August 10, 2020 — Artificial intelligence (AI)-based software can reliably categorize a significant percentage of negative screening mammograms as normal, potentially decreasing mammography reading workload for radiologists by more than half, according to two presentations made at the recent ECR 2020 virtual meeting.
In separate studies that simulated outcomes from the use of AI algorithms to evaluate screening mammograms and set aside certain cases that are highly likely to be normal, Danish and U.S. researchers shared their experiences about how software can decrease the interpretation burden of radiologists without having a negative impact on cancer detection.
Pressure on radiologists
With the vast amount of women enrolled in breast cancer screening programs worldwide, there’s pressure on radiologists to read a substantial amount of mammograms — the majority of which are normal. The use of AI to help radiologists automatically detect a large number of these normal mammograms could possibly increase the performance of the screening program, while also making it more effective, explained Andreas Lauritzen of the University of Copenhagen in Denmark.
In a retrospective study, the investigators assessed the potential clinical impact of using AI software to reduce the screening mammography workload, specifically examining cases where an AI system could substitute for two radiologists when mammograms are very likely to be normal, he noted.
The team analyzed 53,948 mammography exams acquired in the Danish Capital Region breast cancer screening program from November 1, 2012, to December 31, 2013, in women ages 50-70. All exams included four full-field digital mammography (FFDM) images — two mediolateral oblique and two craniocaudal views — that were acquired on a Mammomat Inspiration FFDM system (Siemens Healthineers). Two radiologists read each of the exams, with agreement established in consensus.
The 53,948 exams included 418 screening-detected cancers, 150 interval cancers, and 812 long-term cancers that were confirmed by mammography, ultrasound, and biopsy. There were also 1,306 exams that were noncancer recalls.
The researchers then retrospectively applied version 1.6 of the Transpara AI-based software (ScreenPoint Medical) to these exams. Transpara provides a score of 1-10 to indicate the likelihood of a visible malignancy.
The experiment was set up to have radiologists not read exams deemed by the software to be very likely normal and then double-read the rest of the exams. The researchers then compared the outcome of these experiments with the original screening outcomes.
Lauritzen and colleagues found that the AI software yielded an area under the curve (AUC) of 0.95 for screening-detected cancers and 0.66 for interval cancers.
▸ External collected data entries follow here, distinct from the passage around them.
mod dispatch;
mod mock;
mod node_config;
mod telemetry;
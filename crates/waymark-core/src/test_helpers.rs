//! Shorthands for scripting [`MockProvider`] in tests.
//!
//! Compiled for this crate's tests and, behind `test-utils`, for other
//! crates' tests.

use futures::StreamExt;
use serde_json::Value;

use crate::chat::{ChatResponse, ContentBlock, StopReason, ToolCall};
use crate::error::LlmError;
use crate::mock::MockProvider;
use crate::provider::ProviderMetadata;
use crate::stream::{ChatStream, StreamEvent};

/// A finished text-only response.
pub fn sample_response(text: &str) -> ChatResponse {
    ChatResponse {
        content: vec![ContentBlock::Text(text.into())],
        stop_reason: StopReason::EndTurn,
        model: "test-model".into(),
    }
}

/// Stream events for a plain text answer split into `chunks`.
pub fn text_stream(chunks: &[&str]) -> Vec<StreamEvent> {
    let mut events: Vec<_> = chunks
        .iter()
        .map(|c| StreamEvent::TextDelta((*c).to_owned()))
        .collect();
    events.push(StreamEvent::Done {
        stop_reason: StopReason::EndTurn,
    });
    events
}

/// Stream events for a step that requests the given tool calls.
///
/// Each call is announced, its arguments streamed as one delta, and
/// completed, in order.
pub fn tool_call_stream(calls: &[(&str, &str, Value)]) -> Vec<StreamEvent> {
    let mut events = Vec::new();
    for (index, (id, name, arguments)) in (0u32..).zip(calls) {
        events.push(StreamEvent::ToolCallStart {
            index,
            id: (*id).to_owned(),
            name: (*name).to_owned(),
        });
        events.push(StreamEvent::ToolCallDelta {
            index,
            json_chunk: arguments.to_string(),
        });
        events.push(StreamEvent::ToolCallComplete {
            index,
            call: ToolCall {
                id: (*id).to_owned(),
                name: (*name).to_owned(),
                arguments: arguments.clone(),
            },
        });
    }
    events.push(StreamEvent::Done {
        stop_reason: StopReason::ToolUse,
    });
    events
}

/// Drains `stream`, keeping errors.
pub async fn collect_stream_results(stream: ChatStream) -> Vec<Result<StreamEvent, LlmError>> {
    stream.collect::<Vec<_>>().await
}

/// Drains `stream`.
///
/// # Panics
///
/// On the first error item.
pub async fn collect_stream(stream: ChatStream) -> Vec<StreamEvent> {
    let mut events = Vec::new();
    for item in collect_stream_results(stream).await {
        match item {
            Ok(event) => events.push(event),
            Err(e) => panic!("unexpected stream error: {e}"),
        }
    }
    events
}

/// An empty [`MockProvider`] reporting `provider_name` and `model`.
pub fn mock_for(provider_name: &str, model: &str) -> MockProvider {
    MockProvider::new(ProviderMetadata {
        name: provider_name.to_owned().into(),
        model: model.into(),
    })
}
//! Geodata adapters for waymark.
//!
//! Two independent request/response wrappers around external providers:
//!
//! - [`LocationSearch`] resolves a place or brand name to a
//!   [`FeatureCollection`] using a Nominatim-compatible `/search` endpoint.
//! - [`RatingLookup`] fetches the review rating of the best match for a
//!   name using the Places `places:searchText` endpoint. It never fails:
//!   every problem is folded into a [`ReviewResult`] with `success: false`.
//!
//! Neither adapter retries. Each call returns a terminal outcome once.

#![warn(missing_docs)]

mod error;
pub mod geojson;
mod location;
mod rating;

pub use error::PlacesError;
pub use geojson::{FeatureCollection, Geometry, LocationFeature, Position, Shape};
pub use location::{LocationSearch, LocationSearchConfig};
pub use rating::{RatingConfig, RatingLookup, ReviewData, ReviewResult};
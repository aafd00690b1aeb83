//! The model-backend seam.
//!
//! [`Provider`] is what a backend implements, with plain `async fn`s.
//! The orchestrator needs to hold "some backend" behind an `Arc`, which
//! `impl Future` return types rule out, so [`DynProvider`] restates the
//! same operations with boxed futures and a blanket impl covers every
//! `Provider`.

use std::borrow::Cow;
use std::future::Future;
use std::pin::Pin;

use serde::{Deserialize, Serialize};
use serde_json::Value;

use crate::chat::{ChatMessage, ChatResponse};
use crate::error::LlmError;
use crate::stream::ChatStream;

/// A boxed, `Send` future borrowing from `'a`.
pub type BoxFuture<'a, T> = Pin<Box<dyn Future<Output = T> + Send + 'a>>;

/// A chat-completion backend.
pub trait Provider: Send + Sync {
    /// Runs `params` to completion.
    fn generate(
        &self,
        params: &ChatParams,
    ) -> impl Future<Output = Result<ChatResponse, LlmError>> + Send;

    /// Runs `params`, yielding the response incrementally.
    fn stream(
        &self,
        params: &ChatParams,
    ) -> impl Future<Output = Result<ChatStream, LlmError>> + Send;

    /// Which backend and model this is.
    fn metadata(&self) -> ProviderMetadata;
}

/// Dyn-compatible [`Provider`].
pub trait DynProvider: Send + Sync {
    /// See [`Provider::generate`].
    fn generate_boxed<'a>(
        &'a self,
        params: &'a ChatParams,
    ) -> BoxFuture<'a, Result<ChatResponse, LlmError>>;

    /// See [`Provider::stream`].
    fn stream_boxed<'a>(
        &'a self,
        params: &'a ChatParams,
    ) -> BoxFuture<'a, Result<ChatStream, LlmError>>;

    /// See [`Provider::metadata`].
    fn metadata(&self) -> ProviderMetadata;
}

impl<P: Provider> DynProvider for P {
    fn generate_boxed<'a>(
        &'a self,
        params: &'a ChatParams,
    ) -> BoxFuture<'a, Result<ChatResponse, LlmError>> {
        Box::pin(self.generate(params))
    }

    fn stream_boxed<'a>(
        &'a self,
        params: &'a ChatParams,
    ) -> BoxFuture<'a, Result<ChatStream, LlmError>> {
        Box::pin(self.stream(params))
    }

    fn metadata(&self) -> ProviderMetadata {
        Provider::metadata(self)
    }
}

/// Identifies a backend instance in logs.
#[derive(Debug, Clone, PartialEq, Eq, Serialize, Deserialize)]
pub struct ProviderMetadata {
    /// Backend family, such as `"openai"` or `"mock"`.
    pub name: Cow<'static, str>,
    /// Model the backend sends requests to.
    pub model: String,
}

/// One model request.
///
/// ```rust
/// use waymark_core::{ChatMessage, ChatParams};
///
/// let params = ChatParams {
///     messages: vec![ChatMessage::user("Where is Merlion Park?")],
///     temperature: Some(0.2),
///     ..Default::default()
/// };
/// ```
#[derive(Debug, Clone, PartialEq, Default, Serialize, Deserialize)]
pub struct ChatParams {
    /// Conversation so far, oldest first.
    pub messages: Vec<ChatMessage>,
    /// Tools offered to the model.
    pub tools: Option<Vec<ToolDefinition>>,
    /// Sampling temperature.
    pub temperature: Option<f32>,
}

/// A tool as advertised to the model.
#[derive(Debug, Clone, PartialEq, Serialize, Deserialize)]
pub struct ToolDefinition {
    /// The tool's name, matched against [`ToolCall::name`](crate::ToolCall::name).
    pub name: String,
    /// Shown to the model so it knows when to use the tool.
    pub description: String,
    /// Schema the arguments must satisfy.
    pub parameters: JsonSchema,
}

/// A JSON Schema document.
///
/// ```rust
/// use waymark_core::JsonSchema;
///
/// let schema = JsonSchema::new(serde_json::json!({
///     "type": "object",
///     "properties": { "query": { "type": "string" } },
///     "required": ["query"]
/// }));
/// assert!(schema.validate(&serde_json::json!({"query": "Jewel"})).is_ok());
/// ```
#[derive(Debug, Clone, PartialEq, Serialize, Deserialize)]
pub struct JsonSchema(Value);

impl JsonSchema {
    /// Wraps a schema document.
    pub fn new(schema: Value) -> Self {
        Self(schema)
    }

    /// The schema document.
    pub fn as_value(&self) -> &Value {
        &self.0
    }

    /// The schema schemars derives for `T`.
    #[cfg(feature = "schema")]
    pub fn from_type<T: schemars::JsonSchema>() -> Result<Self, serde_json::Error> {
        serde_json::to_value(schemars::schema_for!(T)).map(Self)
    }

    /// Checks `value` against the schema, reporting every violation.
    ///
    /// A schema that does not compile is an [`LlmError::InvalidRequest`].
    #[cfg(feature = "schema")]
    pub fn validate(&self, value: &Value) -> Result<(), LlmError> {
        let compiled = jsonschema::validator_for(&self.0)
            .map_err(|e| LlmError::InvalidRequest(format!("invalid JSON schema: {e}")))?;
        let violations: Vec<String> = compiled.iter_errors(value).map(|e| e.to_string()).collect();
        if violations.is_empty() {
            return Ok(());
        }
        Err(LlmError::SchemaValidation {
            message: violations.join("; "),
            schema: self.0.clone(),
            actual: value.clone(),
        })
    }
}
If an AI software scoring threshold of 5 was used, 32,054 exams would be considered likely normal and not read by radiologists, reducing mammography workload by 59.42%.
|Screening mammography program outcomes in study of 53,948 screening mammograms from Danish Capital Region|
|Original screening outcomes||Screening outcomes if AI software scoring threshold of 5 was automatically used to determine a normal mammogram|
|Positive predictive value||24.34%||30.04%|
With this strategy, 16 (3.83%) of the screening-detected cancers that were detected during the normal double reading process would have been missed. However, if this AI strategy was expanded to recall all women with an exam score > 9.96, 16 new cancers would be detected, including five interval cancers and 11 long-term cancers. These added detections would come at the cost of only 91 new noncancer recalls, Lauritzen said.
This demonstrates that it’s possible to maintain a stable cancer detection rate and still avoid a large number of noncancer recalls, he pointed out.
“This study suggests that an AI system can be used to maintain safety of the breast screening program, possibly increase performance, while reducing the number of mammograms that have to be read by radiologists by a considerable amount,” Lauritzen said.